Retour à l'accueil
INTERNATIONAL4 juillet 2026
Absence d’œufs dans les cantines scolaires : un miroir des tensions nutritionnelles et politiques
La décision du Bengale‑Occidental d’éliminer les œufs du repas scolaire suscite un débat sur la nutrition, le choix et l’équilibre entre les politiques de santé imposées et les cultures alimentaires locales. Ce virage vers les protéines végétales interroge la suffisance diététique des enfants.
La
La Rédaction
The Vertex
Lecture 5 min

Source: www.bbc.co.uk
La décision de l’État du Bengale-Occidental d’éliminer les œufs du menu du repas scolaire dans plusieurs districts, annoncée le 4 juillet 2026, a déclenché un débat national sur la nutrition, l’autonomie et les enjeux politiques liés à l’alimentation.
Les œufs, source traditionnelle de protéines de haute qualité, vitamines et minéraux à faible coût, sont remplacés par des alternatives végétariennes telles que les lentilles ou le soja, ce qui inquiète les spécialistes quant à un possible déficit nutritionnel, surtout dans les zones rurales où les sources alternatives sont limitées.
Le programme de cantine scolaire, le plus grand du monde, a évolué depuis une simple supplémentation calorique vers une approche nutritionnelle plus fine. Au cours de la dernière décennie, le gouvernement central a encouragé des céréales fortifiées, du lait et désormais des protéines d’origine végétale, reflétant un virage vers le végétarisme et la sécurité alimentaire. L’expérience du Bengale-Occidental s’inscrit dans ce contexte, tout en soulignant la tension entre directives centralisées et spécificités culturelles locales.
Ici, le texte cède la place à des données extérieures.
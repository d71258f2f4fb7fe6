use serde::{Deserialize, Serialize};

use super::radius::calculate_max_fillet_radius;
use crate::config::KernelConfig;
use crate::math::arc_2d::{interior_angle, turn_cross};
use crate::math::polygon_2d::{distance_to_boundary, point_in_polygon};
use crate::math::Point2;
use crate::tree::{ContourRef, CornerId, PanelCorner};

/// A filletable vertex candidate.
#[derive(Debug, Clone, PartialEq, Serialize, Deserialize)]
pub struct Corner {
    pub id: CornerId,
    pub position: Point2,
    /// Interior angle in degrees.
    pub angle: f64,
    /// Left turn along the contour's stored winding.
    pub convex: bool,
    /// Length of the incoming edge.
    pub edge_a: f64,
    /// Length of the outgoing edge.
    pub edge_b: f64,
    pub max_radius: f64,
    pub eligible: bool,
    /// Fixed panel corner this vertex stands for, if any.
    pub fixed: Option<PanelCorner>,
}

/// Finds the corners of an outline and its holes.
///
/// A vertex counts when both adjacent edges are at least
/// `min_corner_edge_factor x mt` long (this skips finger teeth) and it is
/// not near-straight. Corners inside a `forbidden` polygon or with no room
/// for the minimum radius are reported but not eligible.
#[must_use]
pub fn detect_corners(
    outline: &[Point2],
    holes: &[Vec<Point2>],
    forbidden: &[Vec<Point2>],
    mt: f64,
    config: &KernelConfig,
) -> Vec<Corner> {
    let mut corners = contour_corners(outline, ContourRef::Outline, forbidden, mt, config);
    for (i, hole) in holes.iter().enumerate() {
        corners.extend(contour_corners(hole, ContourRef::Hole(i), forbidden, mt, config));
    }
    corners
}

fn contour_corners(
    points: &[Point2],
    contour: ContourRef,
    forbidden: &[Vec<Point2>],
    mt: f64,
    config: &KernelConfig,
) -> Vec<Corner> {
    let n = points.len();
    if n < 3 {
        return Vec::new();
    }
    let min_edge = config.min_corner_edge_factor * mt;
    let mut out = Vec::new();
    for index in 0..n {
        let prev = &points[(index + n - 1) % n];
        let vertex = &points[index];
        let next = &points[(index + 1) % n];
        let (edge_a, edge_b) = ((vertex - prev).norm(), (next - vertex).norm());
        if edge_a < min_edge || edge_b < min_edge {
            continue;
        }
        let Some(theta) = interior_angle(prev, vertex, next) else {
            continue;
        };
        if theta.to_degrees() >= config.near_straight_deg {
            continue;
        }
        let max_radius = calculate_max_fillet_radius(edge_a, edge_b, theta, config);
        let blocked = forbidden
            .iter()
            .any(|f| point_in_polygon(vertex, f) || distance_to_boundary(vertex, f) < config.epsilon);
        out.push(Corner {
            id: CornerId { contour, index },
            position: *vertex,
            angle: theta.to_degrees(),
            convex: turn_cross(prev, vertex, next) > 0.0,
            edge_a,
            edge_b,
            max_radius,
            eligible: !blocked && max_radius > 0.0 && max_radius.is_finite(),
            fixed: None,
        });
    }
    out
}

#[cfg(test)]
mod tests {
    use super::*;
    use crate::math::polygon_2d::{centered_rectangle, ensure_cw, rectangle};

    #[test]
    fn rectangle_has_four_convex_corners() {
        let outline = centered_rectangle(0.0, 0.0, 100.0, 80.0);
        let corners = detect_corners(&outline, &[], &[], 3.0, &KernelConfig::default());
        assert_eq!(corners.len(), 4);
        assert!(corners.iter().all(|c| c.convex && c.eligible));
        assert!((corners[0].max_radius - 80.0 * (std::f64::consts::FRAC_PI_4).sin()).abs() < 1e-9);
    }

    #[test]
    fn short_edges_and_forbidden_corners() {
        let outline = centered_rectangle(0.0, 0.0, 100.0, 80.0);
        let tiny_hole = ensure_cw(&centered_rectangle(0.0, 0.0, 3.0, 3.0));
        let hole = ensure_cw(&centered_rectangle(0.0, 0.0, 20.0, 20.0));
        let forbidden = vec![rectangle(40.0, 30.0, 60.0, 50.0)];
        let corners = detect_corners(&outline, &[tiny_hole, hole], &forbidden, 3.0, &KernelConfig::default());
        assert_eq!(corners.len(), 8);
        assert_eq!(corners.iter().filter(|c| !c.eligible).count(), 1);
        assert!(corners
            .iter()
            .filter(|c| c.id.contour == ContourRef::Hole(1))
            .all(|c| !c.convex));
    }
}
use serde::{Deserialize, Serialize};

use crate::error::Result;

/// Tolerances and tunables of the kernel.
#[derive(Debug, Clone, PartialEq, Serialize, Deserialize)]
#[serde(default)]
pub struct KernelConfig {
    /// Slack for overlap and extension comparisons, in mm.
    pub epsilon: f64,
    /// Shortest edge, in multiples of material thickness, that can carry a
    /// filletable corner.
    pub min_corner_edge_factor: f64,
    /// Fillet radii below this are treated as no fillet, in mm.
    pub min_fillet_radius: f64,
    /// Vertices with an interior angle at or above this are not corners, in degrees.
    pub near_straight_deg: f64,
    /// Arc segments used for each fillet.
    pub fillet_segments: u32,
    /// Smallest allowed panel width or height, in mm.
    pub min_panel_dimension: f64,
    /// Extensions longer than this many `(finger_width + clearance)` lengths
    /// get a long-fingers warning.
    pub long_extension_factor: f64,
}

impl Default for KernelConfig {
    fn default() -> Self {
        Self {
            epsilon: 0.01,
            min_corner_edge_factor: 1.5,
            min_fillet_radius: 1.0,
            near_straight_deg: 179.0,
            fillet_segments: 8,
            min_panel_dimension: 10.0,
            long_extension_factor: 2.0,
        }
    }
}

impl KernelConfig {
    /// Parses a config from JSON; missing fields take their defaults.
    ///
    /// # Errors
    ///
    /// Returns [`crate::error::BoxcutError::Config`] for malformed JSON.
    pub fn from_json(json: &str) -> Result<Self> {
        Ok(serde_json::from_str(json)?)
    }
}

#[cfg(test)]
#[allow(clippy::unwrap_used)]
mod tests {
    use super::*;

    #[test]
    fn partial_json_keeps_defaults() {
        let cfg = KernelConfig::from_json(r#"{ "fillet_segments": 16 }"#).unwrap();
        assert_eq!(cfg.fillet_segments, 16);
        assert!((cfg.epsilon - 0.01).abs() < 1e-12);
    }

    #[test]
    fn malformed_json_is_an_error() {
        assert!(KernelConfig::from_json("{ nope").is_err());
    }
}
pub mod edge_path;
pub mod panel;

pub use edge_path::{EdgePath, EdgePathPoint};
pub use panel::{EdgeInfo, EdgeStatus, Hole, HoleId, Panel, PanelKind};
À l’avenir, ce controverse pourrait inciter à une réévaluation des standards nutritionnels pour concilier exigences sanitaires et préférences communautaires. Si le pilote confirme la santé des enfants sans œufs, il pourrait inspirer d’autres régions; sinon, il relancera les demandes d’une prise de décision plus transparente, fondée sur des preuves, qui respecte la diversité des régimes alimentaires de la population enfantine. Cette évolution invite également les décideurs à réexaminer les mécanismes de financement et de suivi pour garantir que les repas restent à la fois nutritifs et adaptés aux réalités locales.